RECORDS:
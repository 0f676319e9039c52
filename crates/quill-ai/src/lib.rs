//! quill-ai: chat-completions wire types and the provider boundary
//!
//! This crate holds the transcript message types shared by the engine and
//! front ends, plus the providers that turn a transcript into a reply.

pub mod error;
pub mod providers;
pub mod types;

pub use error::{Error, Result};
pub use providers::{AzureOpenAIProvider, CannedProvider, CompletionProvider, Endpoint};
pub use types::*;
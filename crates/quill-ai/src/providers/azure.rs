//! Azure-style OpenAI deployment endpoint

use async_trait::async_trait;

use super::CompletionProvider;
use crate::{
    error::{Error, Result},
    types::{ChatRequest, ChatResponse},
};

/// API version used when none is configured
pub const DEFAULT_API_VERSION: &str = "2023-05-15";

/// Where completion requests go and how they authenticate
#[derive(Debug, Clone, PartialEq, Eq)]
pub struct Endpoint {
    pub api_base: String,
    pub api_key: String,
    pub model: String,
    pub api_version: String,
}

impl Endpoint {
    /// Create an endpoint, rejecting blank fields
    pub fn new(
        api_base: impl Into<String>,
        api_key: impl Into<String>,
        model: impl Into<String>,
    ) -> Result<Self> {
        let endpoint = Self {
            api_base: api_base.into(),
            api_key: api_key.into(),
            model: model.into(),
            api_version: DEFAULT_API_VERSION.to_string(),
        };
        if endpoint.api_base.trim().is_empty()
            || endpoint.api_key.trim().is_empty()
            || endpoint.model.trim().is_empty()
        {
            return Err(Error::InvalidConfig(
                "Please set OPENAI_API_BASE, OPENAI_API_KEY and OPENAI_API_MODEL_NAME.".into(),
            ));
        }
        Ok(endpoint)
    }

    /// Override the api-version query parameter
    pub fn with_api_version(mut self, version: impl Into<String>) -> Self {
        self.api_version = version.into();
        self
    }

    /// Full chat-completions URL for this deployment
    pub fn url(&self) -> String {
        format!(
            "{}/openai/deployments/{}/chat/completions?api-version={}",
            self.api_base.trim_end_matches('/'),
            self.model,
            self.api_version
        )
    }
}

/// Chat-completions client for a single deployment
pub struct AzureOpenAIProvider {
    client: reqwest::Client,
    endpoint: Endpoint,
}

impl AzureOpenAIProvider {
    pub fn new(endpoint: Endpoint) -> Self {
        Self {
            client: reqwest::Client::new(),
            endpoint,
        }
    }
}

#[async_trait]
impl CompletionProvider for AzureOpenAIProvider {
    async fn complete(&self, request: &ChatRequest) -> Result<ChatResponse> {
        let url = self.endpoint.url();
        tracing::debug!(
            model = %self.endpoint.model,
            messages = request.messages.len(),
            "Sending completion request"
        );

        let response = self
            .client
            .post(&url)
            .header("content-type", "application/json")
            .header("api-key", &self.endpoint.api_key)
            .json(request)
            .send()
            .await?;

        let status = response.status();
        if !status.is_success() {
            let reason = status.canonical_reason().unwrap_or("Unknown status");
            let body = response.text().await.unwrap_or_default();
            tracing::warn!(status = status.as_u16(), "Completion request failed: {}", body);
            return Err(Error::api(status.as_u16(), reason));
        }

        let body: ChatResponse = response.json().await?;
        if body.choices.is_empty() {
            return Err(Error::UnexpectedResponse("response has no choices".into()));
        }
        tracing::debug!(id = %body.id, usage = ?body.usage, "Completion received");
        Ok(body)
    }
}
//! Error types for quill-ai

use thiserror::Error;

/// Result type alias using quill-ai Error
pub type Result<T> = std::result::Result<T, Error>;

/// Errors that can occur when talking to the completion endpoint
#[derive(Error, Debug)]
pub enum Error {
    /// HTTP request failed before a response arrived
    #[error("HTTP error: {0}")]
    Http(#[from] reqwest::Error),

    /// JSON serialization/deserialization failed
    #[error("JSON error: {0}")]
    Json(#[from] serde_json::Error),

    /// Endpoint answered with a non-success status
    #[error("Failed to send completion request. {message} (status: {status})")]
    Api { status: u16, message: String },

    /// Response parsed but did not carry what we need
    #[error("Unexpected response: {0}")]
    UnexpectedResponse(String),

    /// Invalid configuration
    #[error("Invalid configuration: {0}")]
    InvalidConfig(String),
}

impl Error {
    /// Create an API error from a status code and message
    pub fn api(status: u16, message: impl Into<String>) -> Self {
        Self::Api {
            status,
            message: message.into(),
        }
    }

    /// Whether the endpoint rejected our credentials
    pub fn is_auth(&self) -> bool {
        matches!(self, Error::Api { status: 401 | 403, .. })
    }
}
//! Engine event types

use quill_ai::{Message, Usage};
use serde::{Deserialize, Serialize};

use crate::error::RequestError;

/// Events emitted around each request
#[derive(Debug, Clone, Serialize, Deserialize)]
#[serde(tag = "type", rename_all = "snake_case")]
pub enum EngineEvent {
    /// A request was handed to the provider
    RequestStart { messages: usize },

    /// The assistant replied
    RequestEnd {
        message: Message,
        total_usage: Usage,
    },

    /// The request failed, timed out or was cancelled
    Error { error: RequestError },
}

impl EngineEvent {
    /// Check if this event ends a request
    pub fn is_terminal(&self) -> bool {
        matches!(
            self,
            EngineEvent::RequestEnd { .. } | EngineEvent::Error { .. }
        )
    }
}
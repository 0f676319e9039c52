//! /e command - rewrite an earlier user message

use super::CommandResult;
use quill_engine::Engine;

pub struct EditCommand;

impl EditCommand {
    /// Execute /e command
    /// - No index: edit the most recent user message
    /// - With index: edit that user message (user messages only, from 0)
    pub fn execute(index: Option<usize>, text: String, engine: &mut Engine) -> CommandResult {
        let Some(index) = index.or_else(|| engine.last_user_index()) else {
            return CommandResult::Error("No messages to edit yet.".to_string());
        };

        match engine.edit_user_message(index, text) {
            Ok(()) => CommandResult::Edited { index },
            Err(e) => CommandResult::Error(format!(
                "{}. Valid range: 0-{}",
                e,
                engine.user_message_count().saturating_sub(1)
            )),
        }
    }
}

WHAT YOU HAVE TO DO:
From the listing above, the lines starting with the one that has "only, from 0)" and running through the one that has "messages to edit" should be copied exactly, ends included.

ANSWER BELOW:
    /// - With index: edit that user message (user messages only, from 0)
    pub fn execute(index: Option<usize>, text: String, engine: &mut Engine) -> CommandResult {
        let Some(index) = index.or_else(|| engine.last_user_index()) else {
            return CommandResult::Error("No messages to edit yet.".to_string());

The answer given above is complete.